== The task ==
Copy out all lines from the material that contain the string "bool".

--------------------------------------------------

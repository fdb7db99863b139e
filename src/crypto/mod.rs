//! Cryptographic functions for TermBackup
//!
//! Two schemes coexist. Scheme 1 (PBKDF2-SHA256 + AES-256-CBC + HMAC-SHA256)
//! is kept for decrypting legacy archives; scheme 2 (Argon2id + AES-256-GCM) is
//! used for everything new. Callers pick the scheme by decoding an archive
//! header into a [`CryptoSuite`] and hand it to [`decrypt`].

pub mod encryption;
pub mod key_derivation;
pub mod secure_memory;

pub use encryption::{decrypt, encrypt_v1, encrypt_v2, Ciphertext, CryptoSuite, Sealed};
pub use key_derivation::{
    derive_key_v2, derive_keys_v1, random_bytes, Argon2Params, DerivedKey, LegacyKeys,
    MAX_ARGON2_MEMORY_KIB, MAX_ARGON2_TIME_COST, MAX_PBKDF2_ITERATIONS, PBKDF2_ITERATIONS,
    SALT_LEN,
};
pub use secure_memory::Password;
//! Custom error types for TermBackup
//!
//! This module defines the error taxonomy for the backup engine using thiserror.
//! Cryptographic, format and integrity failures are kept distinct so callers
//! can react to each (e.g. map an authentication failure to "wrong password or
//! corrupted archive").

use thiserror::Error;

use crate::remote::RemoteErrorKind;

/// The main error type for TermBackup operations
#[derive(Error, Debug)]
pub enum BackupError {
    /// Archive framing errors (bad magic, unsupported version byte, truncated header)
    #[error("Format error: {0}")]
    Format(String),

    /// Recognized magic but a version byte this build cannot read
    #[error("Unsupported archive version {version} under magic {magic}")]
    UnsupportedVersion { magic: String, version: u8 },

    /// MAC or AEAD tag verification failed.
    ///
    /// A wrong password and a tampered archive are indistinguishable here.
    #[error("Authentication failed: {0} (wrong password or corrupted archive)")]
    Authentication(String),

    /// Content hash or manifest id mismatch
    #[error("Integrity check failed: {0}")]
    Integrity(String),

    /// Failure reported by the remote store collaborator
    #[error("Remote store error ({kind}): {message}")]
    Remote {
        kind: RemoteErrorKind,
        message: String,
    },

    /// The ledger changed between fetch and write
    #[error("Ledger conflict: {0}")]
    Conflict(String),

    /// Entity not found errors
    #[error("{entity_type} not found: {identifier}")]
    NotFound {
        entity_type: &'static str,
        identifier: String,
    },

    /// A backup id prefix matched more than one ledger entry
    #[error("Backup id '{prefix}' is ambiguous ({matches} matches)")]
    AmbiguousId { prefix: String, matches: usize },

    /// Payload decompression or tar errors
    #[error("Archive error: {0}")]
    Archive(String),

    /// Key derivation or cipher setup errors
    #[error("Crypto error: {0}")]
    Crypto(String),

    /// Configuration-related errors
    #[error("Configuration error: {0}")]
    Config(String),

    /// Validation errors for profiles and inputs
    #[error("Validation error: {0}")]
    Validation(String),

    /// File I/O errors
    #[error("I/O error: {0}")]
    Io(String),

    /// JSON serialization/deserialization errors
    #[error("JSON error: {0}")]
    Json(String),
}

impl BackupError {
    /// Create a "not found" error for ledger entries
    pub fn backup_not_found(identifier: impl Into<String>) -> Self {
        Self::NotFound {
            entity_type: "Backup",
            identifier: identifier.into(),
        }
    }

    /// Create a "not found" error for profiles
    pub fn profile_not_found(identifier: impl Into<String>) -> Self {
        Self::NotFound {
            entity_type: "Profile",
            identifier: identifier.into(),
        }
    }

    /// Create a remote error of the given kind
    pub fn remote(kind: RemoteErrorKind, message: impl Into<String>) -> Self {
        Self::Remote {
            kind,
            message: message.into(),
        }
    }

    /// Check if this is a "not found" error
    pub fn is_not_found(&self) -> bool {
        matches!(self, Self::NotFound { .. })
            || matches!(
                self,
                Self::Remote {
                    kind: RemoteErrorKind::NotFound,
                    ..
                }
            )
    }

    /// Check if this is a ledger version conflict
    pub fn is_conflict(&self) -> bool {
        matches!(self, Self::Conflict(_))
    }

    /// Check if this is an authentication (MAC/tag) failure
    pub fn is_authentication(&self) -> bool {
        matches!(self, Self::Authentication(_))
    }

    /// Check if the transport may succeed on a retry
    pub fn is_transient(&self) -> bool {
        match self {
            Self::Remote { kind, .. } => kind.is_transient(),
            _ => false,
        }
    }
}

impl From<std::io::Error> for BackupError {
    fn from(err: std::io::Error) -> Self {
        Self::Io(err.to_string())
    }
}

impl From<serde_json::Error> for BackupError {
    fn from(err: serde_json::Error) -> Self {
        Self::Json(err.to_string())
    }
}

/// Result type alias for TermBackup operations
pub type BackupResult<T> = Result<T, BackupError>;

#[cfg(test)]
mod tests {
    use super::*;

    #[test]
    fn test_error_display() {
        let err = BackupError::Format("bad magic".into());
        assert_eq!(err.to_string(), "Format error: bad magic");
    }

    #[test]
    fn test_unsupported_version_display() {
        let err = BackupError::UnsupportedVersion {
            magic: "TBK2".into(),
            version: 9,
        };
        assert_eq!(err.to_string(), "Unsupported archive version 9 under magic TBK2");
    }

    #[test]
    fn test_not_found_error() {
        let err = BackupError::backup_not_found("abc123");
        assert_eq!(err.to_string(), "Backup not found: abc123");
        assert!(err.is_not_found());
    }

    #[test]
    fn test_remote_not_found_counts_as_not_found() {
        let err = BackupError::remote(RemoteErrorKind::NotFound, "blob missing");
        assert!(err.is_not_found());
        assert!(!err.is_transient());
    }

    #[test]
    fn test_transient_classification() {
        assert!(BackupError::remote(RemoteErrorKind::Network, "reset").is_transient());
        assert!(BackupError::remote(RemoteErrorKind::RateLimited, "slow down").is_transient());
        assert!(!BackupError::Conflict("stale token".into()).is_transient());
    }

    #[test]
    fn test_ambiguous_id_display() {
        let err = BackupError::AmbiguousId {
            prefix: "ab".into(),
            matches: 2,
        };
        assert_eq!(err.to_string(), "Backup id 'ab' is ambiguous (2 matches)");
    }

    #[test]
    fn test_from_io_error() {
        let io_err = std::io::Error::new(std::io::ErrorKind::NotFound, "file not found");
        let err: BackupError = io_err.into();
        assert!(matches!(err, BackupError::Io(_)));
    }
}
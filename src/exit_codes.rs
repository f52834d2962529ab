//! Exit code constants for the confsync CLI.
//!
//! - 0: Success (including "no changes to import")
//! - 1: User error (bad args, invalid config, aborted by the operator)
//! - 2: Store failure (unreadable or malformed config object)
//! - 3: Import failure (the importer rejected the changelist)
//! - 4: Lock failure (another import is running)

/// Successful execution.
pub const SUCCESS: i32 = 0;

/// User error: bad arguments, invalid configuration, or an aborted import.
pub const USER_ERROR: i32 = 1;

/// Store failure: a config object could not be read or parsed.
pub const STORE_FAILURE: i32 = 2;

/// Import failure: the importer reported errors while applying the changelist.
pub const IMPORT_FAILURE: i32 = 3;

/// Lock failure: another import holds the import lock.
pub const LOCK_FAILURE: i32 = 4;
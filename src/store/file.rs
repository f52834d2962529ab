//! Directory-backed config store.

use super::{Collection, ConfigStore};
use crate::error::{Result, SyncError};
use std::collections::BTreeSet;
use std::fs;
use std::io;
use std::path::{Path, PathBuf};

/// A config store layered over an ordered list of directories.
///
/// The first directory is the most specific: when several directories hold the
/// same object, reads return the first one. Listing returns the union.
#[derive(Debug, Clone)]
pub struct FileStore {
    dirs: Vec<PathBuf>,
    extension: String,
}

impl FileStore {
    /// Create a layered store over `dirs` (most specific first).
    pub fn new(dirs: Vec<PathBuf>, extension: impl Into<String>) -> Self {
        Self {
            dirs,
            extension: extension.into(),
        }
    }

    /// Create a store over a single directory.
    pub fn single(dir: impl Into<PathBuf>, extension: impl Into<String>) -> Self {
        Self::new(vec![dir.into()], extension)
    }

    pub fn directories(&self) -> &[PathBuf] {
        &self.dirs
    }

    /// Directory of `collection` under the store directory `dir`.
    pub fn collection_dir(dir: &Path, collection: &Collection) -> PathBuf {
        dir.join(collection.relative_dir())
    }

    /// Artifact path of `name` in `collection` under the store directory `dir`.
    pub fn artifact_path(&self, dir: &Path, collection: &Collection, name: &str) -> PathBuf {
        Self::collection_dir(dir, collection).join(format!("{}.{}", name, self.extension))
    }

    /// Every artifact file across all directories and collections, including
    /// ones shadowed by a more specific directory.
    pub fn artifact_paths(&self) -> Result<Vec<PathBuf>> {
        let collections = self.list_collections()?;
        let mut paths = Vec::new();

        for dir in &self.dirs {
            for collection in &collections {
                let collection_dir = Self::collection_dir(dir, collection);
                for name in self.names_in(&collection_dir)? {
                    paths.push(self.artifact_path(dir, collection, &name));
                }
            }
        }

        Ok(paths)
    }

    /// Object names stored directly in `collection_dir`.
    fn names_in(&self, collection_dir: &Path) -> Result<BTreeSet<String>> {
        let mut names = BTreeSet::new();

        let entries = match fs::read_dir(collection_dir) {
            Ok(entries) => entries,
            Err(e) if e.kind() == io::ErrorKind::NotFound => return Ok(names),
            Err(e) => return Err(read_dir_error(collection_dir, e)),
        };

        for entry in entries {
            let entry = entry.map_err(|e| read_dir_error(collection_dir, e))?;
            let path = entry.path();

            if !path.is_file()
                || path.extension().and_then(|e| e.to_str()) != Some(self.extension.as_str())
            {
                continue;
            }

            if let Some(stem) = path.file_stem().and_then(|s| s.to_str())
                && !stem.is_empty()
            {
                names.insert(stem.to_string());
            }
        }

        Ok(names)
    }

    /// Recursively collect collections below `dir`. `prefix` holds the dotted
    /// name of `dir` itself relative to the store directory.
    fn collect_collections(
        &self,
        dir: &Path,
        prefix: &str,
        out: &mut BTreeSet<Collection>,
    ) -> Result<()> {
        let entries = match fs::read_dir(dir) {
            Ok(entries) => entries,
            Err(e) if e.kind() == io::ErrorKind::NotFound => return Ok(()),
            Err(e) => return Err(read_dir_error(dir, e)),
        };

        for entry in entries {
            let entry = entry.map_err(|e| read_dir_error(dir, e))?;
            let path = entry.path();
            if !path.is_dir() {
                continue;
            }

            let Some(segment) = path.file_name().and_then(|s| s.to_str()) else {
                continue;
            };
            // Hidden directories hold tool state, not collections.
            if segment.starts_with('.') {
                continue;
            }
            // Collection names use '.' as the path separator, so `a.b/` would
            // be read back as `a/b/`.
            if segment.contains('.') {
                return Err(SyncError::StoreError(format!(
                    "directory '{}' cannot hold a collection: directory names must not contain '.'",
                    path.display()
                )));
            }

            let name = if prefix.is_empty() {
                segment.to_string()
            } else {
                format!("{}.{}", prefix, segment)
            };

            if !self.names_in(&path)?.is_empty() {
                out.insert(Collection::named(name.clone()));
            }
            self.collect_collections(&path, &name, out)?;
        }

        Ok(())
    }
}

impl ConfigStore for FileStore {
    fn read(&self, collection: &Collection, name: &str) -> Result<Option<Vec<u8>>> {
        for dir in &self.dirs {
            let path = self.artifact_path(dir, collection, name);
            match fs::read(&path) {
                Ok(content) => return Ok(Some(content)),
                Err(e) if e.kind() == io::ErrorKind::NotFound => continue,
                Err(e) => {
                    return Err(SyncError::StoreError(format!(
                        "failed to read config object '{}': {}",
                        path.display(),
                        e
                    )));
                }
            }
        }

        Ok(None)
    }

    fn list_names(&self, collection: &Collection) -> Result<BTreeSet<String>> {
        let mut names = BTreeSet::new();
        for dir in &self.dirs {
            names.extend(self.names_in(&Self::collection_dir(dir, collection))?);
        }
        Ok(names)
    }

    fn list_collections(&self) -> Result<BTreeSet<Collection>> {
        let mut collections = BTreeSet::from([Collection::default_collection()]);
        for dir in &self.dirs {
            self.collect_collections(dir, "", &mut collections)?;
        }
        Ok(collections)
    }

    fn resolve_path(&self, collection: &Collection, name: &str) -> Vec<PathBuf> {
        let holding: Vec<PathBuf> = self
            .dirs
            .iter()
            .filter(|dir| self.artifact_path(dir, collection, name).is_file())
            .map(|dir| Self::collection_dir(dir, collection))
            .collect();

        if !holding.is_empty() {
            return holding;
        }

        self.dirs
            .iter()
            .map(|dir| Self::collection_dir(dir, collection))
            .collect()
    }

    fn file_extension(&self) -> &str {
        &self.extension
    }
}

fn read_dir_error(dir: &Path, e: io::Error) -> SyncError {
    SyncError::StoreError(format!(
        "failed to read store directory '{}': {}",
        dir.display(),
        e
    ))
}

--------------------------------------------------

== Problem solution ==
    pub fn is_not_found(&self) -> bool {
    pub fn is_conflict(&self) -> bool {
    pub fn is_authentication(&self) -> bool {
    pub fn is_transient(&self) -> bool {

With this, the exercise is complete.